Tell us about your artwork, medium, style, subject matter, etc.
I am a figurative sculptor, mostly working in mixed media and ceramics. The fantasy and horror genres are my playground. Maybe my style is dark comic impressionist unrealism, but probably not because I have no idea what I’m talking about.
What are your biggest challenges in creating art?
Independent artists have to wear dozens of hats…taking care of business while still having time to create is my biggest challenge.
What is a day of working like in your studio/creative space? Do you have any rituals that help you get motivated or in “the zone”?

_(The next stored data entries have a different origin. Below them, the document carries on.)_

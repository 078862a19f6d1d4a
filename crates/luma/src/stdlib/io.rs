// IO library (minimal surface)
// write and read cover the common embedding cases; the whole table is
// sandboxed away by default.

use crate::lib_registry::{LibraryModule, get_arg, get_args};
use crate::lua_value::{LuaValue, MultiValue};
use crate::lua_vm::{LuaResult, LuaVM};
use std::io::{BufRead, Write};

pub fn create_io_lib() -> LibraryModule {
    crate::lib_module!("io", {
        "write" => io_write,
        "read" => io_read,
    })
}

fn io_write(vm: &mut LuaVM) -> LuaResult<MultiValue> {
    let args = get_args(vm);
    let mut stdout = std::io::stdout().lock();
    for (i, value) in args.iter().enumerate() {
        match value {
            LuaValue::String(s) => {
                stdout
                    .write_all(s.as_str().as_bytes())
                    .map_err(|e| vm.error(format!("io error: {}", e)))?;
            }
            LuaValue::Integer(_) | LuaValue::Float(_) => {
                stdout
                    .write_all(value.to_display_string().as_bytes())
                    .map_err(|e| vm.error(format!("io error: {}", e)))?;
            }
            other => {
                return Err(vm.error(format!(
                    "bad argument #{} to 'write' (string expected, got {})",
                    i + 1,
                    other.type_name()
                )));
            }
        }
    }
    stdout
        .flush()
        .map_err(|e| vm.error(format!("io error: {}", e)))?;
    Ok(MultiValue::empty())
}

fn io_read(vm: &mut LuaVM) -> LuaResult<MultiValue> {
    let format = get_arg(vm, 0)
        .and_then(|v| v.as_str().map(|s| s.to_string()))
        .unwrap_or_else(|| "l".to_string());

    let mut line = String::new();
    let read = std::io::stdin()
        .lock()
        .read_line(&mut line)
        .map_err(|e| vm.error(format!("io error: {}", e)))?;
    if read == 0 {
        return Ok(MultiValue::single(LuaValue::Nil));
    }

    let result = match format.trim_start_matches('*') {
        "n" => crate::lua_vm::arith::str_to_number(line.trim()).unwrap_or(LuaValue::Nil),
        "L" => vm.create_string_value(line),
        _ => {
            let trimmed = line.trim_end_matches(['\n', '\r']).to_string();
            vm.create_string_value(trimmed)
        }
    };
    Ok(MultiValue::single(result))
}
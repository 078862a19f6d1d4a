// String library
// lower, upper, len, sub, find, match, gmatch, gsub, format, rep, reverse,
// byte, char. Pattern functions ride on lua_pattern; indices are 1-based
// bytes with negative-from-the-end handling.

use crate::lib_registry::{LibraryModule, get_arg, get_args, require_arg};
use crate::lua_pattern::{Capture, MatchResult, first_match};
use crate::lua_value::{LuaValue, MultiValue, float_to_lua_string};
use crate::lua_vm::{LuaResult, LuaVM};
use std::cell::RefCell;
use std::rc::Rc;

pub fn create_string_lib() -> LibraryModule {
    crate::lib_module!("string", {
        "lower" => str_lower,
        "upper" => str_upper,
        "len" => str_len,
        "sub" => str_sub,
        "find" => str_find,
        "match" => str_match,
        "gmatch" => str_gmatch,
        "gsub" => str_gsub,
        "format" => str_format,
        "rep" => str_rep,
        "reverse" => str_reverse,
        "byte" => str_byte,
        "char" => str_char,
    })
}

fn check_string(vm: &LuaVM, index: usize, func: &str) -> LuaResult<String> {
    match get_arg(vm, index) {
        Some(LuaValue::String(s)) => Ok(s.as_str().to_string()),
        Some(LuaValue::Integer(i)) => Ok(i.to_string()),
        Some(LuaValue::Float(f)) => Ok(float_to_lua_string(f)),
        other => Err(vm.error(format!(
            "bad argument #{} to '{}' (string expected, got {})",
            index + 1,
            func,
            other.map(|v| v.type_name()).unwrap_or("no value")
        ))),
    }
}

/// Lua's relative position rule: negative counts back from the end.
fn rel_index(pos: i64, len: usize) -> i64 {
    if pos >= 0 { pos } else { len as i64 + pos + 1 }
}

fn str_lower(vm: &mut LuaVM) -> LuaResult<MultiValue> {
    let s = check_string(vm, 0, "lower")?;
    let result = vm.create_string_value(s.to_ascii_lowercase());
    Ok(MultiValue::single(result))
}

fn str_upper(vm: &mut LuaVM) -> LuaResult<MultiValue> {
    let s = check_string(vm, 0, "upper")?;
    let result = vm.create_string_value(s.to_ascii_uppercase());
    Ok(MultiValue::single(result))
}

fn str_len(vm: &mut LuaVM) -> LuaResult<MultiValue> {
    let s = check_string(vm, 0, "len")?;
    Ok(MultiValue::single(LuaValue::Integer(s.len() as i64)))
}

fn str_sub(vm: &mut LuaVM) -> LuaResult<MultiValue> {
    let s = check_string(vm, 0, "sub")?;
    let len = s.len();
    let i = get_arg(vm, 1).and_then(|v| v.as_integer()).unwrap_or(1);
    let j = get_arg(vm, 2).and_then(|v| v.as_integer()).unwrap_or(-1);

    let start = rel_index(i, len).max(1) as usize;
    let end = rel_index(j, len).min(len as i64);
    let result = if end < start as i64 {
        String::new()
    } else {
        String::from_utf8_lossy(&s.as_bytes()[start - 1..end as usize]).into_owned()
    };
    let value = vm.create_string_value(result);
    Ok(MultiValue::single(value))
}

fn str_rep(vm: &mut LuaVM) -> LuaResult<MultiValue> {
    let s = check_string(vm, 0, "rep")?;
    let n = get_arg(vm, 1).and_then(|v| v.as_integer()).unwrap_or(0);
    let sep = get_arg(vm, 2)
        .and_then(|v| v.as_str().map(|s| s.to_string()))
        .unwrap_or_default();

    let result = if n <= 0 {
        String::new()
    } else {
        let mut out = String::with_capacity(s.len() * n as usize);
        for i in 0..n {
            if i > 0 {
                out.push_str(&sep);
            }
            out.push_str(&s);
        }
        out
    };
    let value = vm.create_string_value(result);
    Ok(MultiValue::single(value))
}

fn str_reverse(vm: &mut LuaVM) -> LuaResult<MultiValue> {
    let s = check_string(vm, 0, "reverse")?;
    let result = vm.create_string_value(s.chars().rev().collect());
    Ok(MultiValue::single(result))
}

fn str_byte(vm: &mut LuaVM) -> LuaResult<MultiValue> {
    let s = check_string(vm, 0, "byte")?;
    let len = s.len();
    let i = get_arg(vm, 1).and_then(|v| v.as_integer()).unwrap_or(1);
    let j = get_arg(vm, 2).and_then(|v| v.as_integer()).unwrap_or(i);

    let start = rel_index(i, len).max(1) as usize;
    let end = rel_index(j, len).min(len as i64);
    let mut out = Vec::new();
    if end >= start as i64 {
        for &b in &s.as_bytes()[start - 1..end as usize] {
            out.push(LuaValue::Integer(b as i64));
        }
    }
    Ok(MultiValue::multiple(out))
}

fn str_char(vm: &mut LuaVM) -> LuaResult<MultiValue> {
    let args = get_args(vm);
    let mut out = String::with_capacity(args.len());
    for (i, arg) in args.iter().enumerate() {
        let code = arg
            .as_integer()
            .filter(|c| (0..=255).contains(c))
            .ok_or_else(|| {
                vm.error(format!("bad argument #{} to 'char' (value out of range)", i + 1))
            })?;
        out.push(char::from_u32(code as u32).unwrap_or('\u{fffd}'));
    }
    let result = vm.create_string_value(out);
    Ok(MultiValue::single(result))
}

// ---- pattern functions ----------------------------------------------------

/// Captures of a finished match, or the whole match when there are none.
fn capture_values(vm: &mut LuaVM, src: &[u8], m: &MatchResult) -> Vec<LuaValue> {
    if m.captures.is_empty() {
        vec![vm.create_string_value(String::from_utf8_lossy(&src[m.start..m.end]).into_owned())]
    } else {
        m.captures
            .iter()
            .map(|cap| match cap {
                Capture::Span { start, end } => vm.create_string_value(
                    String::from_utf8_lossy(&src[*start..*end]).into_owned(),
                ),
                Capture::Position(p) => LuaValue::Integer(*p as i64),
            })
            .collect()
    }
}

fn find_init(vm: &LuaVM, index: usize, len: usize) -> LuaResult<usize> {
    let init = get_arg(vm, index).and_then(|v| v.as_integer()).unwrap_or(1);
    let pos = rel_index(init, len).max(1);
    Ok((pos - 1) as usize)
}

fn str_find(vm: &mut LuaVM) -> LuaResult<MultiValue> {
    let s = check_string(vm, 0, "find")?;
    let pattern = check_string(vm, 1, "find")?;
    let init = find_init(vm, 2, s.len())?;
    let plain = get_arg(vm, 3).map(|v| v.is_truthy()).unwrap_or(false);

    if init > s.len() {
        return Ok(MultiValue::single(LuaValue::Nil));
    }

    if plain {
        let found = s.as_bytes()[init..]
            .windows(pattern.len().max(1))
            .position(|w| w == pattern.as_bytes());
        return Ok(match found {
            Some(offset) if !pattern.is_empty() => MultiValue::multiple(vec![
                LuaValue::Integer((init + offset + 1) as i64),
                LuaValue::Integer((init + offset + pattern.len()) as i64),
            ]),
            _ if pattern.is_empty() => MultiValue::multiple(vec![
                LuaValue::Integer((init + 1) as i64),
                LuaValue::Integer(init as i64),
            ]),
            _ => MultiValue::single(LuaValue::Nil),
        });
    }

    match first_match(s.as_bytes(), pattern.as_bytes(), init)
        .map_err(|e| vm.error(e.to_string()))?
    {
        None => Ok(MultiValue::single(LuaValue::Nil)),
        Some(m) => {
            let mut out = vec![
                LuaValue::Integer((m.start + 1) as i64),
                LuaValue::Integer(m.end as i64),
            ];
            if !m.captures.is_empty() {
                out.extend(capture_values(vm, s.as_bytes(), &m));
            }
            Ok(MultiValue::multiple(out))
        }
    }
}

fn str_match(vm: &mut LuaVM) -> LuaResult<MultiValue> {
    let s = check_string(vm, 0, "match")?;
    let pattern = check_string(vm, 1, "match")?;
    let init = find_init(vm, 2, s.len())?;

    match first_match(s.as_bytes(), pattern.as_bytes(), init)
        .map_err(|e| vm.error(e.to_string()))?
    {
        None => Ok(MultiValue::single(LuaValue::Nil)),
        Some(m) => Ok(MultiValue::multiple(capture_values(vm, s.as_bytes(), &m))),
    }
}

/// gmatch returns a stateful iterator closure over the subject.
fn str_gmatch(vm: &mut LuaVM) -> LuaResult<MultiValue> {
    let s = check_string(vm, 0, "gmatch")?;
    let pattern = check_string(vm, 1, "gmatch")?;
    let pos = Rc::new(RefCell::new(0usize));

    let iter = vm.create_callback("gmatch iterator", move |vm| {
        let start = *pos.borrow();
        if start > s.len() {
            return Ok(MultiValue::single(LuaValue::Nil));
        }
        match first_match(s.as_bytes(), pattern.as_bytes(), start)
            .map_err(|e| vm.error(e.to_string()))?
        {
            None => {
                *pos.borrow_mut() = s.len() + 1;
                Ok(MultiValue::single(LuaValue::Nil))
            }
            Some(m) => {
                *pos.borrow_mut() = if m.end > m.start { m.end } else { m.end + 1 };
                Ok(MultiValue::multiple(capture_values(vm, s.as_bytes(), &m)))
            }
        }
    });
    Ok(MultiValue::single(iter))
}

For me the best way to get in the zone is just to sit down and start working. I am most creative when I am creating. Sitting around and thinking can be productive, and that sort of planning is necessary when working on larger pieces, but for raw creativity, just jumping in the cold pool with no clue where I’m going is best for me. A typical day usually includes:
- The necessity of self promoting on social media (including photography and videography);
- Possibly taking care of sales, shipping, bookkeeping, event and travel planning, web page upkeep, studio maintenance, and/or purchasing supplies and equipment;
- Often doing online research, either related to my art business or for reference;
- and then hopefully actually doing some artwork…maybe creating a quick ceramic sketch (usually the funnest part of the day), and/or working on a larger, ongoing piece.
When you are in need of inspiration are there particular things you read, listen to, look at or do to help find that idea or fuel your work?
I often listen to music and books on tape while working…generally the darker the material, the better, and I like to draw ideas from a few words or single sentences, so inspiration spins off of, rather than follows, the thrust of the source. Poe, Lovecraft, Shelly, and Tom Waits come to mind. Regarding visual inspirations, the web is so full of amazing inspirational imagery that it is dangerous. I avoid looking at my favorite artists while working, for fear of regurgitating their vision.
What would people be surprised to learn about you?
“Stanat’s work will leave you with no doubt whose old donkey you are riding.” I have no idea what that means but I heard it in a dream so it must be true.
What advice would you give others just beginning their creative careers?
Being an artist is all about time well spent. Usually when people say to an artist, “You’re so talented!”, probably what they should be saying instead is, “You spent so much time doing artwork that now your work doesn’t suck!” So live frugally and make the necessary sacrifices so you have lots of free time, and then spend all that free time doing artwork.